Een derde vaardigheid is seriële benoemsnelheid. Veel studies tonen aan dat de benoemsnelheid voor de latere leesontwikkeling een rol speelt. Dit is met name van belang voor een snelle woordherkenning.
Associatief leren
De algemene vaardigheid associatief leren is een ook belangrijke voorspeller. Hiermee wordt het leren leggen van willekeurige verbanden bedoeld. Dus verbanden tussen zaken die niet logisch met elkaar in verband staan. Ghesquière: ‘Er is een relatie tussen het associatief geheugen en de leesvaardigheid. Letterkennis is bij uitstek een willekeurige relatie: er is geen enkele reden waarom we een verticale streep met een bolletje eraan een b, d, p, of q noemen. Dit heeft een voorspellende waarde van 48%. Waarmee het een noodzakelijke voorwaarde is voor het leren lezen.’
Associatief geheugen en associatief leren is volgens Ghesquière zeker ook de moeite waard om in de beoordeling mee te nemen.
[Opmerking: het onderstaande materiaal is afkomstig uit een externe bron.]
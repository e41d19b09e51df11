// =============================================================================
// CSV Export — transposed spreadsheet rendering with UTF-8 BOM
// =============================================================================
//
// The download format the original consumers expect is TRANSPOSED: each
// field name starts a row and the records run left-to-right as columns,
// rather than the usual one-record-per-row layout. Values containing a
// comma, double quote, or newline are wrapped in double quotes with inner
// quotes doubled (RFC 4180 escaping); everything else is emitted verbatim.
// The whole document is prefixed with a U+FEFF byte-order mark so Excel
// decodes it as UTF-8.
// =============================================================================

use crate::pipeline::assemble::StockRecord;
use crate::pipeline::crossover::{CrossType, Strength};

/// UTF-8 byte-order mark prepended to every rendered document.
pub const UTF8_BOM: &str = "\u{feff}";

/// A record type renderable as one CSV column.
///
/// `keys` fixes the field order; `values` must produce one string per key.
/// Uniformity is guaranteed by the type — every record of one `CsvRecord`
/// implementation shares the same key set.
pub trait CsvRecord {
    fn keys() -> &'static [&'static str];
    fn values(&self) -> Vec<String>;
}

/// Render `records` as transposed CSV: one row per key, records as columns.
pub fn to_csv<R: CsvRecord>(records: &[R]) -> String {
    render(records, false)
}

/// Transposed CSV with each row's values in reverse record order (newest
/// first) while the key column stays put. Used for a reversed time
/// presentation without resorting the assembled records.
pub fn to_csv_reversed<R: CsvRecord>(records: &[R]) -> String {
    render(records, true)
}

fn render<R: CsvRecord>(records: &[R], reversed: bool) -> String {
    let columns: Vec<Vec<String>> = records.iter().map(CsvRecord::values).collect();

    let rows: Vec<String> = R::keys()
        .iter()
        .enumerate()
        .map(|(row, key)| {
            let mut cells: Vec<String> = columns
                .iter()
                .map(|col| escape_field(&col[row]))
                .collect();
            if reversed {
                cells.reverse();
            }
            let mut line = (*key).to_string();
            for cell in cells {
                line.push(',');
                line.push_str(&cell);
            }
            line
        })
        .collect();

    format!("{UTF8_BOM}{}", rows.join("\n"))
}

/// Quote a field when it contains a comma, double quote, or newline,
/// doubling any inner quotes. Clean fields pass through untouched.
fn escape_field(value: &str) -> String {
    if value.contains(',') || value.contains('"') || value.contains('\n') {
        format!("\"{}\"", value.replace('"', "\"\""))
    } else {
        value.to_string()
    }
}

// =============================================================================
// StockRecord column mapping
// =============================================================================

/// Natural string form of an optional numeric field; absent values render
/// as the empty cell.
fn opt_num(v: Option<f64>) -> String {
    v.map(|x| x.to_string()).unwrap_or_default()
}

impl CsvRecord for StockRecord {
    fn keys() -> &'static [&'static str] {
        &[
            "id",
            "timestamp",
            "interpolatedPrice",
            "sma10",
            "sma50",
            "rsi",
            "interpolatedVolume",
            "isSma10Strong",
            "crossType",
            "closingPrice",
            "volume",
            "stockSymbol",
        ]
    }

    fn values(&self) -> Vec<String> {
        let strength = match self.is_sma10_strong {
            Strength::Unknown => "unknown",
            Strength::Weak => "weak",
            Strength::Strong => "strong",
        };
        let cross = match self.cross_type {
            Some(CrossType::GoldenCross) => "golden-cross",
            Some(CrossType::DeathCross) => "death-cross",
            None => "",
        };

        vec![
            self.id.to_string(),
            self.timestamp.clone(),
            self.interpolated_price.to_string(),
            opt_num(self.sma10),
            opt_num(self.sma50),
            opt_num(self.rsi),
            self.interpolated_volume.clone(),
            strength.to_string(),
            cross.to_string(),
            opt_num(self.closing_price),
            self.volume.clone().unwrap_or_default(),
            self.stock_symbol.clone(),
        ]
    }
}

// =============================================================================
// Unit Tests
// =============================================================================
#[cfg(test)]
mod tests {
    use super::*;

    struct Row {
        name: String,
        note: String,
    }

    impl CsvRecord for Row {
        fn keys() -> &'static [&'static str] {
            &["name", "note"]
        }

        fn values(&self) -> Vec<String> {
            vec![self.name.clone(), self.note.clone()]
        }
    }

    fn sample_rows() -> Vec<Row> {
        vec![
            Row {
                name: "alpha".into(),
                note: "plain".into(),
            },
            Row {
                name: "has,comma".into(),
                note: "has \"quote\"".into(),
            },
        ]
    }

    #[test]
    fn starts_with_bom() {
        let csv = to_csv(&sample_rows());
        assert!(csv.starts_with(UTF8_BOM));
    }

    #[test]
    fn transposed_layout_keys_as_rows() {
        let csv = to_csv(&sample_rows());
        let body = csv.strip_prefix(UTF8_BOM).unwrap();
        let lines: Vec<&str> = body.split('\n').collect();
        assert_eq!(lines.len(), 2); // one row per key, not per record
        assert!(lines[0].starts_with("name,"));
        assert!(lines[1].starts_with("note,"));
    }

    #[test]
    fn quoting_applied_only_when_needed() {
        let csv = to_csv(&sample_rows());
        let body = csv.strip_prefix(UTF8_BOM).unwrap();
        let lines: Vec<&str> = body.split('\n').collect();
        assert_eq!(lines[0], "name,alpha,\"has,comma\"");
        assert_eq!(lines[1], "note,plain,\"has \"\"quote\"\"\"");
    }

    #[test]
    fn reversed_variant_flips_record_order_only() {
        let csv = to_csv_reversed(&sample_rows());
        let body = csv.strip_prefix(UTF8_BOM).unwrap();
        let lines: Vec<&str> = body.split('\n').collect();
        assert_eq!(lines[0], "name,\"has,comma\",alpha");
        assert!(lines[1].starts_with("note,")); // header column stays put
    }

    #[test]
    fn empty_record_list_renders_headers_only() {
        let csv = to_csv::<Row>(&[]);
        let body = csv.strip_prefix(UTF8_BOM).unwrap();
        assert_eq!(body, "name\nnote");
    }

    // Minimal transposed-CSV parser for the round-trip check. Splits one
    // line into fields honoring RFC 4180 quoting.
    fn parse_line(line: &str) -> Vec<String> {
        let mut fields = Vec::new();
        let mut field = String::new();
        let mut chars = line.chars().peekable();
        let mut in_quotes = false;
        while let Some(c) = chars.next() {
            match c {
                '"' if in_quotes => {
                    if chars.peek() == Some(&'"') {
                        chars.next();
                        field.push('"');
                    } else {
                        in_quotes = false;
                    }
                }
                '"' => in_quotes = true,
                ',' if !in_quotes => {
                    fields.push(std::mem::take(&mut field));
                }
                other => field.push(other),
            }
        }
        fields.push(field);
        fields
    }

    #[test]
    fn round_trip_recovers_values_exactly() {
        let rows = vec![
            Row {
                name: "a,b".into(),
                note: "line\"one\"".into(),
            },
            Row {
                name: "1,234,567".into(),
                note: "plain".into(),
            },
        ];
        let csv = to_csv(&rows);
        let body = csv.strip_prefix(UTF8_BOM).unwrap();

        let parsed: Vec<Vec<String>> = body.split('\n').map(parse_line).collect();
        // Row 0 = "name" key followed by each record's name.
        assert_eq!(parsed[0][0], "name");
        assert_eq!(parsed[0][1], "a,b");
        assert_eq!(parsed[0][2], "1,234,567");
        assert_eq!(parsed[1][1], "line\"one\"");
        assert_eq!(parsed[1][2], "plain");
    }

    #[test]
    fn stock_record_columns_follow_wire_order() {
        use crate::pipeline::process_stock_data;

        let timestamps: Vec<String> = (1..=3).map(|d| format!("2024/01/0{d}")).collect();
        let closes = vec![Some(10.0), Some(11.0), Some(12.0)];
        let volumes = vec![Some(1_234_567_000.0), Some(2000.0), None];
        let records = process_stock_data("2330", &timestamps, &closes, &volumes).unwrap();

        let csv = to_csv(&records);
        let body = csv.strip_prefix(UTF8_BOM).unwrap();
        let lines: Vec<&str> = body.split('\n').collect();
        assert_eq!(lines.len(), StockRecord::keys().len());
        assert_eq!(lines[0], "id,1,2,3");
        assert!(lines[1].starts_with("timestamp,2024/01/01"));
        // Lot-formatted volume contains grouping commas, so it gets quoted.
        assert!(lines[6].contains("\"1,234,567\""));
        // Null raw volume renders as an empty cell.
        assert!(lines[10].ends_with(","));
    }
}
Via een eenvoudige observatie van kinderen is hierover wel iets te zeggen. ‘Namen zijn bij uitstek willekeurig gekozen. Iemand die het moeilijk vindt om willekeurige relaties te leggen heeft moeite om de namen van de vriendjes van de klas te leren, of die van de dieren uit de dierentuin.’
Familiaal risico
Misschien wel de meest voorspellende waarde die we tot nog toe kennen is de familiale belasting. Erfelijkheid speelt bij dyslexie een belangrijke rol. Ghesquière: ‘Sommige studies wijzen zelfs op 50% overerfbaarheid. Het is dus van belang dat scholen op de hoogte zijn of er sprake is van zo’n familiaal risico. Want dit zijn de kinderen die je het best gaat opvolgen en in preventieve initiatieven betrekt.’
Deze preventieve training heeft een enorm effect op het leren lezen. Programma’s die dit soort dingen doen zijn het Nederlandse Bouw! en het Vlaamse Lezergame. Het zijn vroegtijdige methodes om leesproblemen te vermijden. Ze werken door het expliciet aanleren van letterkennis, koppelen die aan auditieve synthese en analyse en het aanleren van de elementaire lees- en spellinghandeling.
Deze training geeft hen een kleine voorsprong bij de start, waardoor ze hun klasgenoten beter bij kunnen benen. Bouw! is bewezen effectief en brengt het aantal kinderen met ernstige leesproblemen tot een klein percentage terug. Ghesquière: ‘Er zal altijd een groep blijven met een hardnekkige, niet te behandelen leesachterstand. Bij deze groep hebben we echt te maken met dyslexie. Bij deze groep kunnen we gericht werken aan het aanleren van compensatiestrategieën, om hen wegen te leren om met hun probleem om te gaan. Dit evenwel zonder het remediëren van lezen en spellen te stoppen.’
Pol Ghesquière is als hoogleraar verbonden aan de onderzoekseenheid Gezins- en Orthopedagogiek van de KU Leuven. Hij is er titularis van de vakken over leerstoornissen (m.i.v. remediërend onderwijs). Zijn onderzoekswerk bestrijkt diverse aspecten van theorievorming, diagnostiek en behandeling van leerproblemen in het algemeen en dyslexie en dyscalculie in het bijzonder. Hij is tevens voorzitter van Netwerk Leerproblemen Vlaanderen vzw.